Supplied records: Begin

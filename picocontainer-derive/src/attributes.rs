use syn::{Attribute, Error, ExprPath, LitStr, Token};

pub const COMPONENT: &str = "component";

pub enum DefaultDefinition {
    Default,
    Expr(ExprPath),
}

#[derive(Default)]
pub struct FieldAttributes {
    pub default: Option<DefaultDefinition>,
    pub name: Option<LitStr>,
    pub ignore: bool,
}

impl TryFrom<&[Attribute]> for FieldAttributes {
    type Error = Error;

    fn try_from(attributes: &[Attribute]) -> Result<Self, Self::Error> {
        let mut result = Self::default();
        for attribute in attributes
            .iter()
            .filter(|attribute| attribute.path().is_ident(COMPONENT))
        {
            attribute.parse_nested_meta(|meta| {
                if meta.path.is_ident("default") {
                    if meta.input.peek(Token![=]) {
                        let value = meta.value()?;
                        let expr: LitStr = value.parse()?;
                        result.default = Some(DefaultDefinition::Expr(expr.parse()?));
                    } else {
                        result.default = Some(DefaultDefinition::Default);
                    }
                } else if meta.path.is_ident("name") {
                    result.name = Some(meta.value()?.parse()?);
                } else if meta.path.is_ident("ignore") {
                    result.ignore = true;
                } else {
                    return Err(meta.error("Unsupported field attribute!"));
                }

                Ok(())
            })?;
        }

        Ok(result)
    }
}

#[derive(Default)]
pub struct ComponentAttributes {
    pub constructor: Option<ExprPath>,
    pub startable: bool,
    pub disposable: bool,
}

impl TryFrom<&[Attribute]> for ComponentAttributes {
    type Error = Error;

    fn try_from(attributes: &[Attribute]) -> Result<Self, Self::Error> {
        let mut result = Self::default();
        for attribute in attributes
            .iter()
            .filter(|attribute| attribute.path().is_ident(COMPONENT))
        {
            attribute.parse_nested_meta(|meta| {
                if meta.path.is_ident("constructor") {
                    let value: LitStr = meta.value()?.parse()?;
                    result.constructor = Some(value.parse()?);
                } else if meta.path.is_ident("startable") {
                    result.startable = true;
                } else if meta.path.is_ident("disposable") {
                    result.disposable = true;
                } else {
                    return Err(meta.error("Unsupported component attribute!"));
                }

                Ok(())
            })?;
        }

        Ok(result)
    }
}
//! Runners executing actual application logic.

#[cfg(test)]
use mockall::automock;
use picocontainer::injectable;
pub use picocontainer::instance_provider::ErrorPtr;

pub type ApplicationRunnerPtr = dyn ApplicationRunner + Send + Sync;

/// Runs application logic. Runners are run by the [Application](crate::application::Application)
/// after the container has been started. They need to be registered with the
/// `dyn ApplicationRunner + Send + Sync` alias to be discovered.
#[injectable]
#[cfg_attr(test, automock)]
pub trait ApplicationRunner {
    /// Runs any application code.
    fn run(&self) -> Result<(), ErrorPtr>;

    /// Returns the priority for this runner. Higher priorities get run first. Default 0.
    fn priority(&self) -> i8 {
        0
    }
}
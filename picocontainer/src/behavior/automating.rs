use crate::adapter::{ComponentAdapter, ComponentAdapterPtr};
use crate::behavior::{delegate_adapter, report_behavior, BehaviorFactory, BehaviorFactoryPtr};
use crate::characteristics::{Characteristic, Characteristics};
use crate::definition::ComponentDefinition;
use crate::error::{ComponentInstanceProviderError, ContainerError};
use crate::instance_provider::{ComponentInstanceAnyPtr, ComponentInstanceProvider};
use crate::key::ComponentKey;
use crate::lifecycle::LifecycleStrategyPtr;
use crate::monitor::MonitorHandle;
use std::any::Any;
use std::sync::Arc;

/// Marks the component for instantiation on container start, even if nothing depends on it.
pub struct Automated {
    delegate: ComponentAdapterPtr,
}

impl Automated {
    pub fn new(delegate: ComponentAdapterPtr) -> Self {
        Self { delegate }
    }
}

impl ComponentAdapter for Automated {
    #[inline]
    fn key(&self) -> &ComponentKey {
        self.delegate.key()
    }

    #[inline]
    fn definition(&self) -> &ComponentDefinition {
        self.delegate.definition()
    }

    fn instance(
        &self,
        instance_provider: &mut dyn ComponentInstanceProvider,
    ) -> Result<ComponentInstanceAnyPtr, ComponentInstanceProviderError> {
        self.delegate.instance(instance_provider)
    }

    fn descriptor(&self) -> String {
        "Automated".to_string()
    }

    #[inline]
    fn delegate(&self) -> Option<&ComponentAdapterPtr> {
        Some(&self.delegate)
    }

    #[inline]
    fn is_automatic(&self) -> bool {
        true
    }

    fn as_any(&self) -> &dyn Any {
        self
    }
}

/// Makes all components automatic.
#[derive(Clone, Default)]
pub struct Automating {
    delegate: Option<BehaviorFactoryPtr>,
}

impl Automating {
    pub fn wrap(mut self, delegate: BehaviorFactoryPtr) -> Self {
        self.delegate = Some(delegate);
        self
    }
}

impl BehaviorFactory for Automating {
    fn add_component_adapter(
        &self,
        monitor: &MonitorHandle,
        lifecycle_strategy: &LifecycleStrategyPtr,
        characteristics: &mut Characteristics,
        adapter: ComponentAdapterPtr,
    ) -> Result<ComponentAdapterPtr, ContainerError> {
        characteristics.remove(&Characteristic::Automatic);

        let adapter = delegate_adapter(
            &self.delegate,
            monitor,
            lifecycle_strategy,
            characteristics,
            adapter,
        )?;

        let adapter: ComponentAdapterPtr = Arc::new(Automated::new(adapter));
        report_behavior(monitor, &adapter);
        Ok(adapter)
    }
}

Supplied records: End

* Requirement *
Reproduce, exactly as they stand in the data above, the lines from the one that holds "pub trait ApplicationRunner" to the one that holds "fn key(&self) ->", inclusive.

* Exercise solution *
pub trait ApplicationRunner {
    /// Runs any application code.
    fn run(&self) -> Result<(), ErrorPtr>;

    /// Returns the priority for this runner. Higher priorities get run first. Default 0.
    fn priority(&self) -> i8 {
        0
    }
}
filename picocontainer/src/behavior/automating.rs
use crate::adapter::{ComponentAdapter, ComponentAdapterPtr};
use crate::behavior::{delegate_adapter, report_behavior, BehaviorFactory, BehaviorFactoryPtr};
use crate::characteristics::{Characteristic, Characteristics};
use crate::definition::ComponentDefinition;
use crate::error::{ComponentInstanceProviderError, ContainerError};
use crate::instance_provider::{ComponentInstanceAnyPtr, ComponentInstanceProvider};
use crate::key::ComponentKey;
use crate::lifecycle::LifecycleStrategyPtr;
use crate::monitor::MonitorHandle;
use std::any::Any;
use std::sync::Arc;

/// Marks the component for instantiation on container start, even if nothing depends on it.
pub struct Automated {
    delegate: ComponentAdapterPtr,
}

impl Automated {
    pub fn new(delegate: ComponentAdapterPtr) -> Self {
        Self { delegate }
    }
}

impl ComponentAdapter for Automated {
    #[inline]
    fn key(&self) -> &ComponentKey {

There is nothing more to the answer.